Most investors are males, but product knowledge is crucial. European Women in VC, a group of senior female venture capitalists, found 15% of VC general partners were female in 2022.

Elvie succeeded despite obstacles. One of the largest FemTech firms, it generates $100 million. CEO Tania Boler said that Elvie pump users had completed marathons and undergone surgery.

“We went with a very strong message of empowerment, but we tackle the taboos head-on, we don’t shy away from that. “That starts the conversation,” Boler remarked.

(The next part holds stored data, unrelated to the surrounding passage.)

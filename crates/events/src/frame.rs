//! WebSocket frame codec for the job updates endpoint.
//!
//! Client → server: `{"type":"subscribe","job_id":"..."}` and the matching
//! `unsubscribe`.
//! Server → client: `{"type":"job_update","data":{...}}`; the update fields
//! may also be inlined next to `type`.

use serde::Serialize;
use serde_json::Value;

use tellmemo_core::JobId;

use crate::update::{DecodeError, JobUpdate};

#[derive(Debug, Clone, PartialEq, Eq, Serialize)]
#[serde(tag = "type", rename_all = "snake_case")]
pub enum ClientFrame {
    Subscribe { job_id: JobId },
    Unsubscribe { job_id: JobId },
}

#[derive(Debug, Clone, PartialEq)]
pub enum ServerFrame {
    JobUpdate(JobUpdate),
    /// Any frame type this client does not consume.
    Other(String),
}

pub fn decode_server_frame(text: &str) -> Result<ServerFrame, DecodeError> {
    let value: Value =
        serde_json::from_str(text).map_err(|e| DecodeError::Malformed(e.to_string()))?;
    let Value::Object(mut obj) = value else {
        return Err(DecodeError::Malformed("frame must be a JSON object".into()));
    };

    let kind = match obj.remove("type") {
        Some(Value::String(kind)) => kind,
        _ => return Err(DecodeError::MissingField("type")),
    };

    match kind.as_str() {
        "job_update" => {
            let payload = match obj.remove("data") {
                Some(data) => data,
                None => Value::Object(obj),
            };
            JobUpdate::from_value(payload).map(ServerFrame::JobUpdate)
        }
        _ => Ok(ServerFrame::Other(kind)),
    }
}
use std::sync::Arc;

use tellmemo_core::{Notifier, SummaryRecord};

use crate::delivery::{self, Delivered, Destination, ExportedFile};
use crate::error::ExportError;
use crate::filename::export_filename;
use crate::format::ExportFormat;
use crate::{html, json, markdown, pdf};

/// Renders summaries and delivers them, reporting the outcome to the user.
#[derive(Clone)]
pub struct ExportService {
    notifier: Arc<dyn Notifier>,
}

impl ExportService {
    pub fn new(notifier: Arc<dyn Notifier>) -> Self {
        Self { notifier }
    }

    /// Render without delivering.
    pub fn render(summary: &SummaryRecord, format: ExportFormat) -> Result<ExportedFile, ExportError> {
        let bytes = match format {
            ExportFormat::Pdf => pdf::render(summary)?,
            ExportFormat::Docx => html::render(summary),
            ExportFormat::Markdown => markdown::render(summary),
            ExportFormat::Json => json::render(summary)?,
        };
        Ok(ExportedFile {
            filename: export_filename(&summary.subject, summary.created_at.date_naive(), format),
            mime_type: format.mime_type(),
            bytes,
        })
    }

    /// Render and deliver. Every failure is also reported through the
    /// notifier as `Export failed: {error}`; nothing is retried.
    pub fn export(
        &self,
        summary: &SummaryRecord,
        format: ExportFormat,
        destination: &Destination,
    ) -> Result<Delivered, ExportError> {
        let outcome = Self::render(summary, format)
            .and_then(|file| delivery::deliver(&file, &summary.subject, destination));

        match &outcome {
            Ok(delivered) => {
                tracing::info!(summary_id = %summary.id, format = format.label(), ?delivered, "summary exported");
                self.notifier.success(&format!("{} export ready. {}", format.label(), delivered.describe()));
            }
            Err(e) => {
                tracing::warn!(summary_id = %summary.id, format = format.label(), error = %e, "export failed");
                self.notifier.error(&format!("Export failed: {e}"));
            }
        }
        outcome
    }
}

Not recognizing women’s health and the need for female-specific health solutions has deeper origins.

“Because it’s been such a taboo topic, it’s really hard to overcome,” said Valerie Evans, consumer investor at startup capital firm The Craftory.

“Not because [investors] don’t want to know or are purposefully ignorant, but I think it’s an overall societal problem that sort of permeates the investing world.”

While female investors are few, firm teams’ gender balance can also affect funding.

‘Angry feminists haven’t worked’

McKinsey & Company discovered that 70% of FemTech businesses have a female founder, compared to 20% overall.

However, they face long odds.

According to business school INSEAD, female-led firms received 3% of venture capitalist money in 2020 and are 63% less likely to receive investment than males.

Taylor of Deloitte said female founders frequently ask investors for less money than men, which may hurt their chances.

She stated women are more honest and downplay their innovation’s potential. “Investors know men make big sales.”

These findings underline the significance of entrepreneurs taking precise data to investors, especially because VCs are men and can’t speak to personal experience.

“If we’re just angry feminists, that hasn’t worked yet. “Let’s be scientists and businesspeople,” Barreto stated.

FemTech is booming. According to FemHealth Insights, over 60% of FemTech firms were formed in the five years leading up to 2022, and the number of enterprises in the field has increased 1,000% over the previous decade.

These growth rates despite many impediments are encouraging for a sector that has struggled to acquire momentum.

“I am incredibly optimistic for the future of women’s health,” Barreto remarked.

“The economic potential for countries if they can empower women to feel better, live longer, live with more mobility?” she added. Women earn. Healthy women develop economies.”